Rivoluzione Civile: "La priorità è il lavoro"
di Stefano Vinti
PERUGIA - Rivoluzione Civile si pone in difesa della civiltà del lavoro e dei diritti delle lavoratrici e dei lavoratori, infatti propone il ripristino integrale dell’art. 18 dello Statuto dei Lavoratori, estendendolo anche alle piccole imprese, e l’abrogazione delle leggi del governo Berlusconi che hanno precarizzato il lavoro e ridotto i diritti (legge 30, collegato lavoro, art. 8 della finanziaria del 2011, ecc.).
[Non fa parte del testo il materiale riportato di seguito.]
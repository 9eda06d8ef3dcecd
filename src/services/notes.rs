//! Note Generator
//!
//! Turns a normalized change-set into three audience-specific markdown
//! documents (customer, developer, stakeholder). The three generations run
//! concurrently and fail together: a failure in any one audience fails the
//! whole operation and no partial document set is returned.

use std::sync::Arc;

use thiserror::Error;
use tracing::info;

use crate::models::{Audience, ChangeSet, GeneratedNotes, ReleaseSummary, StyleConfig};
use crate::services::llm::{ChatMessage, CompletionBackend, CompletionError};

/// Errors from document generation
#[derive(Debug, Error)]
pub enum GenerationError {
    #[error("Generation failed for {audience} audience: {source}")]
    Completion {
        audience: Audience,
        #[source]
        source: CompletionError,
    },
}

/// Generates the per-audience document set for a release
pub struct NoteGenerator {
    backend: Arc<dyn CompletionBackend>,
}

impl NoteGenerator {
    pub fn new(backend: Arc<dyn CompletionBackend>) -> Self {
        Self { backend }
    }

    /// Generate all three audience documents.
    ///
    /// The calls are issued in parallel and awaited jointly; token usage is
    /// summed across the three and the model identifier is shared. A
    /// zero-commit change-set still produces three non-empty documents.
    pub async fn generate(
        &self,
        summary: &ReleaseSummary,
        description: Option<&str>,
        change_set: &ChangeSet,
        style: &StyleConfig,
    ) -> Result<GeneratedNotes, GenerationError> {
        let context = build_context(summary, description, change_set);

        let (customer, developer, stakeholder) = tokio::try_join!(
            self.generate_for(Audience::Customer, &context, style),
            self.generate_for(Audience::Developer, &context, style),
            self.generate_for(Audience::Stakeholder, &context, style),
        )?;

        let tokens_used = customer.tokens_used + developer.tokens_used + stakeholder.tokens_used;
        // All three calls share one configured model; record the identifier
        // the provider reported.
        let model = customer.model.clone();

        info!(
            repo = %summary.repo_full_name,
            tag = %summary.tag_name,
            tokens_used,
            %model,
            "generated release documents"
        );

        Ok(GeneratedNotes {
            customer_md: customer.text,
            developer_md: developer.text,
            stakeholder_md: stakeholder.text,
            tokens_used,
            model,
        })
    }

    async fn generate_for(
        &self,
        audience: Audience,
        context: &str,
        style: &StyleConfig,
    ) -> Result<crate::services::llm::Completion, GenerationError> {
        let messages = [
            ChatMessage::system(system_prompt(audience, style)),
            ChatMessage::user(context.to_string()),
        ];
        self.backend
            .complete(&messages)
            .await
            .map_err(|source| GenerationError::Completion { audience, source })
    }
}

/// Fixed role and style rules for one audience
fn system_prompt(audience: Audience, style: &StyleConfig) -> String {
    let mut prompt = String::from(match audience {
        Audience::Customer => {
            "You write customer-facing release notes. Describe what changed in \
             plain language, lead with user-visible improvements and fixes, and \
             avoid technical jargon, file names, and internal identifiers. \
             Output markdown."
        }
        Audience::Developer => {
            "You write developer changelogs. Produce a precise technical summary \
             grouped into Added, Changed, and Fixed sections, reference pull \
             request numbers where known, and keep entries terse. Output \
             markdown."
        }
        Audience::Stakeholder => {
            "You write release summaries for business stakeholders. Summarize \
             the impact and progress this release represents in a short \
             paragraph plus highlights, without implementation detail. Output \
             markdown."
        }
    });

    prompt.push_str(
        "\nIf the change list is empty, state that this release contains no \
         significant changes rather than inventing content.",
    );
    if let Some(tone) = &style.tone {
        prompt.push_str(&format!("\nTone: {tone}."));
    }
    if let Some(language) = &style.language {
        prompt.push_str(&format!("\nWrite in {language}."));
    }
    if let Some(extra) = &style.extra_instructions {
        prompt.push_str(&format!("\nAdditional instructions: {extra}"));
    }
    prompt
}

/// The change-set serialized as structured context for the model
fn build_context(
    summary: &ReleaseSummary,
    description: Option<&str>,
    change_set: &ChangeSet,
) -> String {
    let mut context = format!(
        "Repository: {}\nNew version: {}\n",
        summary.repo_full_name, summary.tag_name
    );
    if let Some(previous) = &change_set.previous_tag {
        context.push_str(&format!("Previous version: {previous}\n"));
    }
    if let Some(description) = description.filter(|d| !d.trim().is_empty()) {
        context.push_str(&format!("\nRelease description:\n{description}\n"));
    }

    if change_set.is_empty() {
        context.push_str("\nNo code changes were found between versions.\n");
        return context;
    }

    if !change_set.pull_requests.is_empty() {
        context.push_str("\nMerged pull requests:\n");
        for pull in &change_set.pull_requests {
            context.push_str(&format!("- #{} {}", pull.number, pull.title));
            if !pull.labels.is_empty() {
                context.push_str(&format!(" [{}]", pull.labels.join(", ")));
            }
            if let Some(author) = &pull.author_login {
                context.push_str(&format!(" (by {author})"));
            }
            context.push('\n');
            if let Some(body) = pull.body.as_ref().filter(|b| !b.trim().is_empty()) {
                for line in body.lines().take(6) {
                    context.push_str(&format!("  {line}\n"));
                }
            }
        }
    }

    if !change_set.commits.is_empty() {
        context.push_str("\nCommits (oldest first):\n");
        for commit in &change_set.commits {
            let subject = commit.message.lines().next().unwrap_or("");
            context.push_str(&format!("- {} ({})\n", subject, commit.author_name));
        }
    }

    context
}

#[cfg(test)]
mod tests {
    use super::*;
    use crate::models::{CommitInfo, PullRequestInfo};
    use crate::services::llm::Completion;
    use async_trait::async_trait;
    use std::sync::Mutex;

    /// Backend that records prompts and answers with canned text.
    struct FakeBackend {
        prompts: Mutex<Vec<Vec<ChatMessage>>>,
        fail: bool,
    }

    impl FakeBackend {
        fn new() -> Self {
            Self {
                prompts: Mutex::new(Vec::new()),
                fail: false,
            }
        }

        fn failing() -> Self {
            Self {
                prompts: Mutex::new(Vec::new()),
                fail: true,
            }
        }
    }

    #[async_trait]
    impl CompletionBackend for FakeBackend {
        async fn complete(
            &self,
            messages: &[ChatMessage],
        ) -> Result<Completion, CompletionError> {
            self.prompts
                .lock()
                .expect("prompt lock")
                .push(messages.to_vec());
            if self.fail {
                return Err(CompletionError::EmptyCompletion);
            }
            Ok(Completion {
                text: "## Notes\nSomething shipped.".to_string(),
                tokens_used: 100,
                model: "test-model-1".to_string(),
            })
        }
    }

    fn summary() -> ReleaseSummary {
        ReleaseSummary {
            repo_full_name: "acme/widgets".to_string(),
            tag_name: "v1.2.0".to_string(),
            release_url: None,
        }
    }

    fn populated_change_set() -> ChangeSet {
        ChangeSet {
            previous_tag: Some("v1.1.0".to_string()),
            commits: vec![CommitInfo {
                sha: "a1".to_string(),
                message: "Fix login flow (#42)".to_string(),
                author_name: "octocat".to_string(),
            }],
            pull_requests: vec![PullRequestInfo {
                number: 42,
                title: "Fix login flow".to_string(),
                body: None,
                labels: vec!["bug".to_string()],
                author_login: Some("octocat".to_string()),
            }],
        }
    }

    #[tokio::test]
    async fn generates_three_documents_and_sums_tokens() {
        let backend = Arc::new(FakeBackend::new());
        let generator = NoteGenerator::new(backend.clone());

        let notes = generator
            .generate(&summary(), Some("Big release"), &populated_change_set(), &StyleConfig::default())
            .await
            .expect("generate");

        assert!(!notes.customer_md.is_empty());
        assert!(!notes.developer_md.is_empty());
        assert!(!notes.stakeholder_md.is_empty());
        assert_eq!(notes.tokens_used, 300);
        assert_eq!(notes.model, "test-model-1");
        assert_eq!(backend.prompts.lock().expect("prompt lock").len(), 3);
    }

    #[tokio::test]
    async fn empty_change_set_still_generates() {
        let backend = Arc::new(FakeBackend::new());
        let generator = NoteGenerator::new(backend.clone());

        let notes = generator
            .generate(&summary(), None, &ChangeSet::default(), &StyleConfig::default())
            .await
            .expect("generate");

        assert!(!notes.customer_md.is_empty());
        assert!(!notes.developer_md.is_empty());
        assert!(!notes.stakeholder_md.is_empty());

        let prompts = backend.prompts.lock().expect("prompt lock");
        for messages in prompts.iter() {
            assert!(messages[1].content.contains("No code changes"));
        }
    }

    #[tokio::test]
    async fn one_failure_fails_the_whole_operation() {
        let generator = NoteGenerator::new(Arc::new(FakeBackend::failing()));

        let result = generator
            .generate(&summary(), None, &populated_change_set(), &StyleConfig::default())
            .await;

        assert!(matches!(result, Err(GenerationError::Completion { .. })));
    }

    #[tokio::test]
    async fn context_carries_change_set_facts() {
        let backend = Arc::new(FakeBackend::new());
        let generator = NoteGenerator::new(backend.clone());

        generator
            .generate(&summary(), Some("Big release"), &populated_change_set(), &StyleConfig::default())
            .await
            .expect("generate");

        let prompts = backend.prompts.lock().expect("prompt lock");
        let user = &prompts[0][1].content;
        assert!(user.contains("acme/widgets"));
        assert!(user.contains("v1.2.0"));
        assert!(user.contains("v1.1.0"));
        assert!(user.contains("#42 Fix login flow"));
        assert!(user.contains("Big release"));
    }

    #[test]
    fn style_config_shapes_the_system_prompt() {
        let style = StyleConfig {
            tone: Some("playful".to_string()),
            language: Some("German".to_string()),
            extra_instructions: Some("Mention the docs site.".to_string()),
        };
        let prompt = system_prompt(Audience::Customer, &style);

        assert!(prompt.contains("Tone: playful."));
        assert!(prompt.contains("Write in German."));
        assert!(prompt.contains("Mention the docs site."));
    }

    #[test]
    fn audience_prompts_differ() {
        let style = StyleConfig::default();
        let customer = system_prompt(Audience::Customer, &style);
        let developer = system_prompt(Audience::Developer, &style);
        let stakeholder = system_prompt(Audience::Stakeholder, &style);

        assert_ne!(customer, developer);
        assert_ne!(developer, stakeholder);
        assert_ne!(customer, stakeholder);
    }
}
Rivoluzione Civile sostiene che occorre un vero collocamento pubblico che accompagni l’accesso al lavoro e garantisca parità di trattamento tra uomini e donne.
Rivoluzione Civile ritiene che sia necessario ridurre a tre le tipologie di assunzione: a tempo indeterminato, a tempo determinato e apprendistato, prevedendo la chiamata numerica per i lavoratori generici. È inderogabile uscire dall’inganno, si deve superare il falso lavoro autonomo, riconoscendo la tutela del lavoro dipendente a tutti coloro che non determinano l’organizzazione del proprio lavoro e non possiedono il prodotto realizzato.
In Italia serve il varo di una legge sulla democrazia nei luoghi del lavoro che preveda il diritto dei lavoratori e delle lavoratrici di votare gli accordi sindacali che li riguardano e di eleggere i propri rappresentanti in ogni luogo di lavoro.
Rivoluzione Civile è il cambiamento necessario.